Redis is an in-memory database. What is the main reason to enable persistence in Redis?
Think about what happens if the server loses power suddenly.
Persistence saves data to disk so Redis can recover data after a restart or crash. Without persistence, all data in memory would be lost.
Assume Redis is running without any persistence enabled. You add a key-value pair user:1 -> 'Alice'. Then the server crashes and restarts. What will be the result of GET user:1 after restart?
Consider what happens to in-memory data when the server restarts without saving it.
Without persistence, Redis only keeps data in memory. On restart, memory is cleared, so keys are lost and GET returns null.
Which command configures Redis to save snapshots of the dataset to disk at regular intervals?
Think about how to configure automatic snapshot intervals.
CONFIG SET save sets the snapshotting intervals in Redis configuration.

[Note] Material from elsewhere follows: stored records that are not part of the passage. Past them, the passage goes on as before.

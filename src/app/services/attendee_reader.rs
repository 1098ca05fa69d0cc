//! Attendee CSV reading
//!
//! Reads the attendee export into [`AttendeeRecord`]s. Headers are matched
//! case-insensitively after trimming, so `first_Name` and `Zipcode` from the
//! registration system's export are found without configuration. Short rows
//! and blank cells are allowed and surface as absent fields.

use crate::app::models::AttendeeRecord;
use crate::constants::columns;
use crate::{Error, Result};
use csv::{ReaderBuilder, StringRecord};
use std::collections::HashMap;
use std::fs::File;
use std::io::Read;
use std::path::Path;
use tracing::{debug, info, warn};

/// Where each attendee field lives in the export
#[derive(Debug, Clone, PartialEq)]
pub struct AttendeeColumns {
    /// Normalised header name to index
    pub name_to_index: HashMap<String, usize>,
    /// Identifier column, `None` when rows are identified by position
    pub id: Option<usize>,
}

impl AttendeeColumns {
    /// Analyse the header row
    ///
    /// The identifier is the `id` column, or the first column when its
    /// header is blank (the usual shape of an export with a row index).
    pub fn analyze(headers: &StringRecord) -> Self {
        let mut name_to_index = HashMap::new();
        for (index, header) in headers.iter().enumerate() {
            let name = header.trim().to_lowercase();
            if !name.is_empty() {
                name_to_index.entry(name).or_insert(index);
            }
        }

        let id = name_to_index.get(columns::ID).copied().or_else(|| {
            headers
                .get(0)
                .filter(|first| first.trim().is_empty())
                .map(|_| 0)
        });

        if id.is_none() {
            warn!("No identifier column found; attendees will be numbered by row");
        }
        for column in [
            columns::FIRST_NAME,
            columns::ZIPCODE,
            columns::REGISTRATION_DATE,
            columns::HOME_PHONE,
        ] {
            if !name_to_index.contains_key(column) {
                warn!("Attendee data has no '{}' column", column);
            }
        }

        Self { name_to_index, id }
    }

    /// Get the index for a normalised column name
    pub fn get_index(&self, column: &str) -> Option<usize> {
        self.name_to_index.get(column).copied()
    }

    /// Non-empty value of `column` in `row`
    fn field(&self, row: &StringRecord, column: &str) -> Option<String> {
        self.get_index(column)
            .and_then(|index| row.get(index))
            .filter(|value| !value.is_empty())
            .map(str::to_string)
    }

    /// Build a record from one data row; `position` is 1-based
    pub fn to_record(&self, row: &StringRecord, position: usize) -> AttendeeRecord {
        let id = self
            .id
            .and_then(|index| row.get(index))
            .map(|value| value.trim().to_string())
            .filter(|value| !value.is_empty())
            .unwrap_or_else(|| position.to_string());

        AttendeeRecord {
            id,
            first_name: self.field(row, columns::FIRST_NAME),
            zipcode: self.field(row, columns::ZIPCODE),
            registration_datetime: self.field(row, columns::REGISTRATION_DATE),
            home_phone: self.field(row, columns::HOME_PHONE),
        }
    }
}

/// Read every attendee from a CSV file
pub fn read_attendees(path: &Path) -> Result<Vec<AttendeeRecord>> {
    info!("Reading attendees from {}", path.display());

    let file = File::open(path).map_err(|e| {
        Error::io(format!("Failed to open attendee data {}", path.display()), e)
    })?;
    read_attendees_from(file, &path.display().to_string())
}

/// Read every attendee from any CSV source; `source` names it in errors
pub fn read_attendees_from<R: Read>(reader: R, source: &str) -> Result<Vec<AttendeeRecord>> {
    let mut csv_reader = ReaderBuilder::new()
        .has_headers(true)
        .flexible(true)
        .from_reader(reader);

    let headers = csv_reader
        .headers()
        .map_err(|e| Error::csv_parsing(source, "Failed to read header row", Some(e)))?
        .clone();
    let mapping = AttendeeColumns::analyze(&headers);
    debug!("Attendee columns: {:?}", mapping.name_to_index);

    let mut records = Vec::new();
    for (offset, row) in csv_reader.records().enumerate() {
        let position = offset + 1;
        let row = row.map_err(|e| {
            Error::csv_parsing(source, format!("Failed to read attendee row {}", position), Some(e))
        })?;
        records.push(mapping.to_record(&row, position));
    }

    info!("Read {} attendees from {}", records.len(), source);
    Ok(records)
}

SAVE and BGSAVE trigger immediate snapshots. PERSIST removes expiration from keys.
You want Redis to persist data but minimize performance impact. Which persistence method balances durability and speed best?
Consider how often data is written to disk and its effect on speed.

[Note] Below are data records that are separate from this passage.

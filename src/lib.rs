//! Event Manager Library
//!
//! A Rust library for turning an event attendee list into personalised
//! thank-you letters and a short report of peak registration times.
//!
//! This library provides tools for:
//! - Reading attendee CSV exports with loosely formatted headers
//! - Normalising noisy postal codes, phone numbers and registration timestamps
//! - Enriching attendees with their legislators via a directory lookup
//! - Rendering one letter per attendee from a placeholder template
//! - Aggregating registration times into Top-N peak hours and weekdays

pub mod config;
pub mod constants;

// Core application modules
pub mod app {
    pub mod models;
    pub mod services {
        pub mod attendee_reader;
        pub mod legislator_lookup;
        pub mod letters;
        pub mod normalizers;
        pub mod pipeline;
        pub mod registration_stats;
    }
}

// CLI modules
pub mod cli {
    pub mod args;
    pub mod commands;
}

// Re-export commonly used types
pub use app::models::{AttendeeRecord, EnrichedRecord, Legislator, LookupOutcome};
pub use config::Config;

/// Result type alias for the event manager
pub type Result<T> = std::result::Result<T, Error>;

/// Error types for event manager operations
#[derive(thiserror::Error, Debug)]
pub enum Error {
    /// I/O operation failed
    #[error("I/O error: {message}")]
    Io {
        message: String,
        #[source]
        source: std::io::Error,
    },

    /// CSV parsing error
    #[error("CSV parsing error in file '{file}': {message}")]
    CsvParsing {
        file: String,
        message: String,
        #[source]
        source: Option<csv::Error>,
    },

    /// A required input is absent
    #[error("Missing required {name}: {path}")]
    MissingPrerequisite { name: String, path: String },

    /// Configuration error
    #[error("Configuration error: {message}")]
    Configuration { message: String },

    /// Letter template error
    #[error("Template error: {message}")]
    Template { message: String },

    /// Legislator directory lookup failed
    #[error("Legislator lookup failed: {message}")]
    Lookup { message: String },

    /// Pipeline operation attempted in the wrong state
    #[error("Invalid pipeline state: {message}")]
    InvalidState { message: String },
}

impl Error {
    /// Create an I/O error with context
    pub fn io(message: impl Into<String>, source: std::io::Error) -> Self {
        Self::Io {
            message: message.into(),
            source,
        }
    }

    /// Create a CSV parsing error with context
    pub fn csv_parsing(
        file: impl Into<String>,
        message: impl Into<String>,
        source: Option<csv::Error>,
    ) -> Self {
        Self::CsvParsing {
            file: file.into(),
            message: message.into(),
            source,
        }
    }

    /// Create a missing prerequisite error
    pub fn missing_prerequisite(name: impl Into<String>, path: impl Into<String>) -> Self {
        Self::MissingPrerequisite {
            name: name.into(),
            path: path.into(),
        }
    }

    /// Create a configuration error
    pub fn configuration(message: impl Into<String>) -> Self {
        Self::Configuration {
            message: message.into(),
        }
    }

    /// Create a template error
    pub fn template(message: impl Into<String>) -> Self {
        Self::Template {
            message: message.into(),
        }
    }

    /// Create a lookup error
    pub fn lookup(message: impl Into<String>) -> Self {
        Self::Lookup {
            message: message.into(),
        }
    }

    /// Create an invalid state error
    pub fn invalid_state(message: impl Into<String>) -> Self {
        Self::InvalidState {
            message: message.into(),
        }
    }

    /// True when the error means a required input was absent at startup
    pub fn is_missing_prerequisite(&self) -> bool {
        matches!(self, Self::MissingPrerequisite { .. })
    }
}

// Automatic conversions from common error types
impl From<std::io::Error> for Error {
    fn from(error: std::io::Error) -> Self {
        Self::Io {
            message: "I/O operation failed".to_string(),
            source: error,
        }
    }
}

impl From<csv::Error> for Error {
    fn from(error: csv::Error) -> Self {
        Self::CsvParsing {
            file: "unknown".to_string(),
            message: "CSV parsing failed".to_string(),
            source: Some(error),
        }
    }
}

// The request URL carries the API key, so it never reaches the message
impl From<reqwest::Error> for Error {
    fn from(error: reqwest::Error) -> Self {
        Self::Lookup {
            message: error.without_url().to_string(),
        }
    }
}

impl From<serde_json::Error> for Error {
    fn from(error: serde_json::Error) -> Self {
        Self::Lookup {
            message: format!("malformed response body: {}", error),
        }
    }
}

AOF with fsync every second writes data asynchronously, providing good durability with less performance cost than fsync always. RDB snapshots are faster but less durable. No persistence risks data loss.
You enabled both RDB snapshots and AOF persistence in Redis. However, after a server crash, some recent writes are missing. What is the most likely cause?
Check how often Redis flushes AOF data to disk.
If AOF fsync is set to 'no', Redis buffers writes in memory and writes to disk less frequently, risking data loss on crash. RDB and AOF can be combined safely. Server crash timing matters.